▶ [YOUR ASSIGNMENT]
Produce a perfect copy of the listing, matching each line.

▶ [RECORDS FOR THIS TASK]
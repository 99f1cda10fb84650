//! Decision-time legality checks.
//!
//! Purely advisory: nothing here mutates state. Every rule is independent and
//! all failing rules are reported, in rule order.

use crate::action::{Action, ActionKind};
use crate::decision::{DecisionContext, ValidationResult};
use crate::state::{AgentId, AgentSnapshot};

#[derive(Clone, Copy, Debug, Default)]
pub struct FeasibilityValidator;

impl FeasibilityValidator {
    pub fn new() -> Self {
        Self
    }

    /// Legal subset of `candidates`, preserving order.
    pub fn filter(
        &self,
        candidates: &[Action],
        agent: &AgentSnapshot,
        ctx: &DecisionContext,
    ) -> Vec<Action> {
        candidates
            .iter()
            .filter(|action| {
                let verdict = self.is_legal(action, agent, ctx);
                if !verdict.is_valid() {
                    tracing::debug!(
                        agent = %agent.id,
                        action = %action,
                        reasons = ?verdict.errors(),
                        "filtered illegal action"
                    );
                }
                verdict.is_valid()
            })
            .copied()
            .collect()
    }

    pub fn is_legal(
        &self,
        action: &Action,
        agent: &AgentSnapshot,
        ctx: &DecisionContext,
    ) -> ValidationResult {
        let mut result = ValidationResult::valid();
        if !agent.alive {
            result.push(format!("agent {} is not alive", agent.id));
            return result;
        }

        let kind = action.kind();
        match *action {
            Action::AttackMelee { target } | Action::AttackRanged { target } => {
                check_attack(&mut result, kind, target, agent, ctx);
            }
            Action::Move { destination } => {
                result.require(agent.can_move(), || "agent cannot move".into());
                result.require(ctx.bounds().contains(destination), || {
                    format!(
                        "destination ({:.1}, {:.1}) is outside the battlefield",
                        destination.x, destination.y
                    )
                });
            }
            // Retreat degrades to the best available direction instead of
            // requiring a fully clear escape route.
            Action::Retreat { .. } => {
                result.require(agent.can_move(), || "agent cannot move".into());
            }
            Action::Dodge | Action::Defend => {}
            Action::UseSpecial { ability } => {
                check_cooldown(&mut result, kind, agent);
                result.require(agent.energy.current >= ability.cost(), || {
                    format!(
                        "{} needs {:.0} energy, agent has {:.0}",
                        ability.name(),
                        ability.cost(),
                        agent.energy.current
                    )
                });
            }
            Action::Cooperate => {
                result.require(!ctx.allies().is_empty(), || "no allies visible".into());
            }
        }
        result
    }
}

fn check_cooldown(result: &mut ValidationResult, kind: ActionKind, agent: &AgentSnapshot) {
    let remaining = agent.cooldowns.remaining(kind);
    result.require(remaining == 0, || {
        format!("{kind} on cooldown for {remaining} more tick(s)")
    });
}

fn check_attack(
    result: &mut ValidationResult,
    kind: ActionKind,
    target: AgentId,
    agent: &AgentSnapshot,
    ctx: &DecisionContext,
) {
    result.require(agent.can_attack(), || "agent cannot attack".into());
    check_cooldown(result, kind, agent);

    match ctx.enemies().iter().find(|e| e.id == target) {
        Some(enemy) => {
            let range = agent.stats.range_of(kind);
            let distance = agent.distance_to(enemy);
            result.require(distance <= range, || {
                format!("target {target} at {distance:.1} is beyond {kind} range {range:.1}")
            });
        }
        None => result.push(format!("target {target} is not a visible live enemy")),
    }
}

▶ [RESULT OF THIS TASK]
repository 99f1cda10fb84650
//! Decision-time legality checks.
//!
//! Purely advisory: nothing here mutates state. Every rule is independent and
//! all failing rules are reported, in rule order.

use crate::action::{Action, ActionKind};
use crate::decision::{DecisionContext, ValidationResult};
use crate::state::{AgentId, AgentSnapshot};

#[derive(Clone, Copy, Debug, Default)]
pub struct FeasibilityValidator;

impl FeasibilityValidator {
    pub fn new() -> Self {
        Self
    }

    /// Legal subset of `candidates`, preserving order.
    pub fn filter(
        &self,
        candidates: &[Action],
        agent: &AgentSnapshot,
        ctx: &DecisionContext,
    ) -> Vec<Action> {
        candidates
            .iter()
            .filter(|action| {
                let verdict = self.is_legal(action, agent, ctx);
                if !verdict.is_valid() {
                    tracing::debug!(
                        agent = %agent.id,
                        action = %action,
                        reasons = ?verdict.errors(),
                        "filtered illegal action"
                    );
                }
                verdict.is_valid()
            })
            .copied()
            .collect()
    }

    pub fn is_legal(
        &self,
        action: &Action,
        agent: &AgentSnapshot,
        ctx: &DecisionContext,
    ) -> ValidationResult {
        let mut result = ValidationResult::valid();
        if !agent.alive {
            result.push(format!("agent {} is not alive", agent.id));
            return result;
        }

        let kind = action.kind();
        match *action {
            Action::AttackMelee { target } | Action::AttackRanged { target } => {
                check_attack(&mut result, kind, target, agent, ctx);
            }
            Action::Move { destination } => {
                result.require(agent.can_move(), || "agent cannot move".into());
                result.require(ctx.bounds().contains(destination), || {
                    format!(
                        "destination ({:.1}, {:.1}) is outside the battlefield",
                        destination.x, destination.y
                    )
                });
            }
            // Retreat degrades to the best available direction instead of
            // requiring a fully clear escape route.
            Action::Retreat { .. } => {
                result.require(agent.can_move(), || "agent cannot move".into());
            }
            Action::Dodge | Action::Defend => {}
            Action::UseSpecial { ability } => {
                check_cooldown(&mut result, kind, agent);
                result.require(agent.energy.current >= ability.cost(), || {
                    format!(
                        "{} needs {:.0} energy, agent has {:.0}",
                        ability.name(),
                        ability.cost(),
                        agent.energy.current
                    )
                });
            }
            Action::Cooperate => {
                result.require(!ctx.allies().is_empty(), || "no allies visible".into());
            }
        }
        result
    }
}

fn check_cooldown(result: &mut ValidationResult, kind: ActionKind, agent: &AgentSnapshot) {
    let remaining = agent.cooldowns.remaining(kind);
    result.require(remaining == 0, || {
        format!("{kind} on cooldown for {remaining} more tick(s)")
    });
}

fn check_attack(
    result: &mut ValidationResult,
    kind: ActionKind,
    target: AgentId,
    agent: &AgentSnapshot,
    ctx: &DecisionContext,
) {
    result.require(agent.can_attack(), || "agent cannot attack".into());
    check_cooldown(result, kind, agent);

    match ctx.enemies().iter().find(|e| e.id == target) {
        Some(enemy) => {
            let range = agent.stats.range_of(kind);
            let distance = agent.distance_to(enemy);
            result.require(distance <= range, || {
                format!("target {target} at {distance:.1} is beyond {kind} range {range:.1}")
            });
        }
        None => result.push(format!("target {target} is not a visible live enemy")),
    }
}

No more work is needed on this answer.